● **WORK ITEM**
Scan the records below. Report the number of lines containing the word "Settles", and nothing more.

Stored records
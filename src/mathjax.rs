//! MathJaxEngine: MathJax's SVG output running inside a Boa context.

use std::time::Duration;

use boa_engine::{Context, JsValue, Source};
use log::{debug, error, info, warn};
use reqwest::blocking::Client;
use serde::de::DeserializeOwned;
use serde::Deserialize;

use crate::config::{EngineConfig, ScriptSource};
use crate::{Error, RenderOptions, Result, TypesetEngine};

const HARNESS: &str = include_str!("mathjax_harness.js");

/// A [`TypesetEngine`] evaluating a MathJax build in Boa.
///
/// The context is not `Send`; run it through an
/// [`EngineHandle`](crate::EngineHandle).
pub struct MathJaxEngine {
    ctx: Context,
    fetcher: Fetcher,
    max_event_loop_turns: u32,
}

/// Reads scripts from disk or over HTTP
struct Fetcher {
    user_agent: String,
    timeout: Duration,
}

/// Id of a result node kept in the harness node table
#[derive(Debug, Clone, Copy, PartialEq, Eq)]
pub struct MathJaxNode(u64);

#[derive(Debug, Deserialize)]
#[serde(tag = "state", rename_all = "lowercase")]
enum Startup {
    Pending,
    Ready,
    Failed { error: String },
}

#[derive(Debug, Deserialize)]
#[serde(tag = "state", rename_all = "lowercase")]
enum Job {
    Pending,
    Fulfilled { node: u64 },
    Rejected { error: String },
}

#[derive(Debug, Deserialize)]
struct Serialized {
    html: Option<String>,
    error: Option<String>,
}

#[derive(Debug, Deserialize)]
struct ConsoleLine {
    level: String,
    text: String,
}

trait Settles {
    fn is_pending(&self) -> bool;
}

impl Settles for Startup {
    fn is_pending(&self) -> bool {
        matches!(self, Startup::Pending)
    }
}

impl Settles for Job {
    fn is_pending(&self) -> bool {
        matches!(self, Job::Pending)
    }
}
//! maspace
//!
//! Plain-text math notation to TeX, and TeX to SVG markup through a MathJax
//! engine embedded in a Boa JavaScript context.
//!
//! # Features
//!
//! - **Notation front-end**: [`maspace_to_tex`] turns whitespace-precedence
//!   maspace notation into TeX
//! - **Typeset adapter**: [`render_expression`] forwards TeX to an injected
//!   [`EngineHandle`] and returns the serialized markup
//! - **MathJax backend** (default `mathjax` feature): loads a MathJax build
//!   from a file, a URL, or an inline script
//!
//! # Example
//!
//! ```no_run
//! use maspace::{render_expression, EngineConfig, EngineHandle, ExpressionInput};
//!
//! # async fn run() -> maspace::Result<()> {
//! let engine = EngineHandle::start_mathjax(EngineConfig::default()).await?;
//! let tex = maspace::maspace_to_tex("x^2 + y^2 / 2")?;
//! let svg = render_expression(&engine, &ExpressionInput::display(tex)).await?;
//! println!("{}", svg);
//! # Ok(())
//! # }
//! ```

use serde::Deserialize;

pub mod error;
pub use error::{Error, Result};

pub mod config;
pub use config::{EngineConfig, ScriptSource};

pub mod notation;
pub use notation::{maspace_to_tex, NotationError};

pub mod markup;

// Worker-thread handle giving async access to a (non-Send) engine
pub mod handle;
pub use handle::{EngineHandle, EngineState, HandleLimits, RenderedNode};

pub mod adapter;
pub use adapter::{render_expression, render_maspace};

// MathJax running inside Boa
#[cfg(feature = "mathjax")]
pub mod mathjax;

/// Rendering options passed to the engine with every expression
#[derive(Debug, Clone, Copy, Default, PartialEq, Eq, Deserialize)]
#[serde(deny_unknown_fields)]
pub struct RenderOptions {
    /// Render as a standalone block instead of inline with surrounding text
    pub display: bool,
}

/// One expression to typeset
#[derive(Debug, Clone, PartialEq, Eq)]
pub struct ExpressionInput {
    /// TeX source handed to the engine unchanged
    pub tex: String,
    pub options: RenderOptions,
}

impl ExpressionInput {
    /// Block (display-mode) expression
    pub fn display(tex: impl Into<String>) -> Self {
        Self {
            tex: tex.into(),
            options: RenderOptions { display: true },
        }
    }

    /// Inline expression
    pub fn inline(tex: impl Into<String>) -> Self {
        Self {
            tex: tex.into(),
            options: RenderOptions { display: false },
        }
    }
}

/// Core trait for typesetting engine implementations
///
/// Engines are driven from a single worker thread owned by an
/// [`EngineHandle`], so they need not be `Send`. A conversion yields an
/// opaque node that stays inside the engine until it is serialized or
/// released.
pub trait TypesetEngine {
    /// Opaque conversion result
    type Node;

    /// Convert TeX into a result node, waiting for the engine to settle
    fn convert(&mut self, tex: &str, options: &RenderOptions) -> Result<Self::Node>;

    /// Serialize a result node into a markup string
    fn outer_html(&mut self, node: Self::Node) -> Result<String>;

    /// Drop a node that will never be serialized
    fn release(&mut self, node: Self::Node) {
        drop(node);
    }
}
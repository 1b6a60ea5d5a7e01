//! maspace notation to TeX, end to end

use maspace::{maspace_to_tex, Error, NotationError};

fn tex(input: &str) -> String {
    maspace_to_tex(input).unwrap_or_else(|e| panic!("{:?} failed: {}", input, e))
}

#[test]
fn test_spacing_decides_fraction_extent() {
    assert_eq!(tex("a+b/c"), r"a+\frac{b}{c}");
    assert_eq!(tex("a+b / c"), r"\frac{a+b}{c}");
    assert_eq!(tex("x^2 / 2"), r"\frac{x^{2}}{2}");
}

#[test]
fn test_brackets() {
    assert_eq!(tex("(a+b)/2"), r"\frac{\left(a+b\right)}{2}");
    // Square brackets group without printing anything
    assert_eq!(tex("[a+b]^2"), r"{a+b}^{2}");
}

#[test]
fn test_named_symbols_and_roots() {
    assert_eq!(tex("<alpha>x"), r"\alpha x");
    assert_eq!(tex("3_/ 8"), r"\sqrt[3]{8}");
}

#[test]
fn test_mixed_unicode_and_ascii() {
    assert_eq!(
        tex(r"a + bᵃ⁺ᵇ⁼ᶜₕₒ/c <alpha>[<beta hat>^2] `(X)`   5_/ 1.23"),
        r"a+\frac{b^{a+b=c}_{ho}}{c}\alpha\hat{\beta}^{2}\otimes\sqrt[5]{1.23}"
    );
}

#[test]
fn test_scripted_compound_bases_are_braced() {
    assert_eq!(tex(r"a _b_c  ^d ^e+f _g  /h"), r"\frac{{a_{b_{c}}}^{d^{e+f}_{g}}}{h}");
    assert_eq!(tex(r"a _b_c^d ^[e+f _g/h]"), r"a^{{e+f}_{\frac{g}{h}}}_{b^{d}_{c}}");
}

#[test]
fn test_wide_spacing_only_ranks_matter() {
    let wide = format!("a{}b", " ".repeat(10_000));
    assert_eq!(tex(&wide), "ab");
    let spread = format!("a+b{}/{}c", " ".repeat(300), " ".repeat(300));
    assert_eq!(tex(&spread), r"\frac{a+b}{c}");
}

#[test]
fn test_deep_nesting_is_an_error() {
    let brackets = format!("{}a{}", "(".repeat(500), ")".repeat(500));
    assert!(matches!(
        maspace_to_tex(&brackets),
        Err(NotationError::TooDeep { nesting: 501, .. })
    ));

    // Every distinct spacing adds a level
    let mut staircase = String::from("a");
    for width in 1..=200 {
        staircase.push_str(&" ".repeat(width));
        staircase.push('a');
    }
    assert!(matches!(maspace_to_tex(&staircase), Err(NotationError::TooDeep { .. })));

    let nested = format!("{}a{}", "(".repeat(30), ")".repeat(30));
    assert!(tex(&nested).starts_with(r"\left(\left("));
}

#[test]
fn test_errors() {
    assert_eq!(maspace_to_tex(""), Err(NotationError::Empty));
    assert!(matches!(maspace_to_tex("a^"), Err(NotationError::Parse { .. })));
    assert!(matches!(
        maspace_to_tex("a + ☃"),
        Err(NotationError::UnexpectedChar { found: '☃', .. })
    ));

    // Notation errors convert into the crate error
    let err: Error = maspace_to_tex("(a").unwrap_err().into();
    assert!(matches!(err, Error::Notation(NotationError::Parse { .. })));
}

● **SOLUTION**
3